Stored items
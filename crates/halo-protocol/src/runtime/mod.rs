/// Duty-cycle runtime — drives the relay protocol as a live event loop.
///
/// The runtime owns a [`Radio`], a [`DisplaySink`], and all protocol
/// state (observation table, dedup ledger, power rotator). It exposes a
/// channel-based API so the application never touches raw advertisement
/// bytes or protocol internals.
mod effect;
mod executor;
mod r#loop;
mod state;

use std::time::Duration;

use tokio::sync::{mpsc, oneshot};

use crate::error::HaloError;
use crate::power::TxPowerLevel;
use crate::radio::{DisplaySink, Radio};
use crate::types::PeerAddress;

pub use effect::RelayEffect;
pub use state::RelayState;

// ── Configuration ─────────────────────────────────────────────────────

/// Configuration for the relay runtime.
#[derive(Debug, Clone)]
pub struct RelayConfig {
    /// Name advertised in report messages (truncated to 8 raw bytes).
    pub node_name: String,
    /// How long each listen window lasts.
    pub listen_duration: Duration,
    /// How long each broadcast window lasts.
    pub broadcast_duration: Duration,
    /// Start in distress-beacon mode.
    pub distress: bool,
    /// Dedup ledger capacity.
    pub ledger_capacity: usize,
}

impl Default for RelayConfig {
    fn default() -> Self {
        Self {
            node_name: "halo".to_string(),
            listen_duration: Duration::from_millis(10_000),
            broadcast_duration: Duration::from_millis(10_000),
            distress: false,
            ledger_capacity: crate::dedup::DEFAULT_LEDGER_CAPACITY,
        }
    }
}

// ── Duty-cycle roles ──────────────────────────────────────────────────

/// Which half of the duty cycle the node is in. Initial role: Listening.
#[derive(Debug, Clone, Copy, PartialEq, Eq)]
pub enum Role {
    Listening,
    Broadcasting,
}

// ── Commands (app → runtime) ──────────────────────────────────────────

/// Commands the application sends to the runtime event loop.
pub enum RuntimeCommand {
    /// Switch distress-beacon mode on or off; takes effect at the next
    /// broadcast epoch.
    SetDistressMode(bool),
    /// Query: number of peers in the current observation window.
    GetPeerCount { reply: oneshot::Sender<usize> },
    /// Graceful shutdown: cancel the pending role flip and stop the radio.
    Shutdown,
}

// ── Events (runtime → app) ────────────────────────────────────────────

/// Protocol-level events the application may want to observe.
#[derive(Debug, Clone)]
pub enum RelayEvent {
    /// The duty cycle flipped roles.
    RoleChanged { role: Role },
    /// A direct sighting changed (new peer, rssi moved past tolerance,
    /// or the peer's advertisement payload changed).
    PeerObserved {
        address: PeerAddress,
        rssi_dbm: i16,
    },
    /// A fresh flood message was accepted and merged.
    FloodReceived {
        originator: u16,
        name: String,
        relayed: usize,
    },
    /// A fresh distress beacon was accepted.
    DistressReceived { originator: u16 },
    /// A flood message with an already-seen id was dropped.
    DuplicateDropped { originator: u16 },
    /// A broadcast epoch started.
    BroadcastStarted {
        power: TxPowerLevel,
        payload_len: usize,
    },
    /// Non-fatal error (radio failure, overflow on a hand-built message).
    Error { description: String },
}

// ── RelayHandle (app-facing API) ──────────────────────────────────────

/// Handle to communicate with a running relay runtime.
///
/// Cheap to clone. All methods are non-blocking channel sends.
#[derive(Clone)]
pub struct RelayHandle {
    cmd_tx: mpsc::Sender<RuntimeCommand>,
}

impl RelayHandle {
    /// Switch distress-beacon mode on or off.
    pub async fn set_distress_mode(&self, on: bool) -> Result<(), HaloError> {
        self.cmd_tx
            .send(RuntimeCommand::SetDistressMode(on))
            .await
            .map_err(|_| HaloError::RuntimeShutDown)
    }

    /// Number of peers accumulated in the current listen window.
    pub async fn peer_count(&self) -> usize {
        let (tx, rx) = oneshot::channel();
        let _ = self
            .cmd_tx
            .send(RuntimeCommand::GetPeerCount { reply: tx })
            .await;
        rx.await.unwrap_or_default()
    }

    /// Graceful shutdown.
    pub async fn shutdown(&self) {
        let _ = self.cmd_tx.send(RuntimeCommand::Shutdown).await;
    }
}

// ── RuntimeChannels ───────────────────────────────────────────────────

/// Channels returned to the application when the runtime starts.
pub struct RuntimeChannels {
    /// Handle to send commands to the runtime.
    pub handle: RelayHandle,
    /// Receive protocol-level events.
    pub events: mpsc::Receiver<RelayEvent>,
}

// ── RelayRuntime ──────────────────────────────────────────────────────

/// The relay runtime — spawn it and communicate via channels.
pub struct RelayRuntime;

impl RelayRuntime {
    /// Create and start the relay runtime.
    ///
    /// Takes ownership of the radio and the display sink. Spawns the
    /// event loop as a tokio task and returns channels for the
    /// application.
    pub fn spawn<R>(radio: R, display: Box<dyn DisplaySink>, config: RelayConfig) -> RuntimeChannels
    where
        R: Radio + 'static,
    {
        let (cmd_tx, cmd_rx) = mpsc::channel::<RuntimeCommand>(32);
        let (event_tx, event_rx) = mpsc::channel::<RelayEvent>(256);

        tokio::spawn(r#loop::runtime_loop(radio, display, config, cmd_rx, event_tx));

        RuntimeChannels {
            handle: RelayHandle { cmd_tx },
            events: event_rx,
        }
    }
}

*Task instructions*. Only the lines from the start of the data to the line holding "use crate::types::PeerAddress;" are wanted; return them exactly, both ends included.

*Answer box*.
filename crates/halo-protocol/src/runtime/mod.rs
/// Duty-cycle runtime — drives the relay protocol as a live event loop.
///
/// The runtime owns a [`Radio`], a [`DisplaySink`], and all protocol
/// state (observation table, dedup ledger, power rotator). It exposes a
/// channel-based API so the application never touches raw advertisement
/// bytes or protocol internals.
mod effect;
mod executor;
mod r#loop;
mod state;

use std::time::Duration;

use tokio::sync::{mpsc, oneshot};

use crate::error::HaloError;
use crate::power::TxPowerLevel;
use crate::radio::{DisplaySink, Radio};
use crate::types::PeerAddress;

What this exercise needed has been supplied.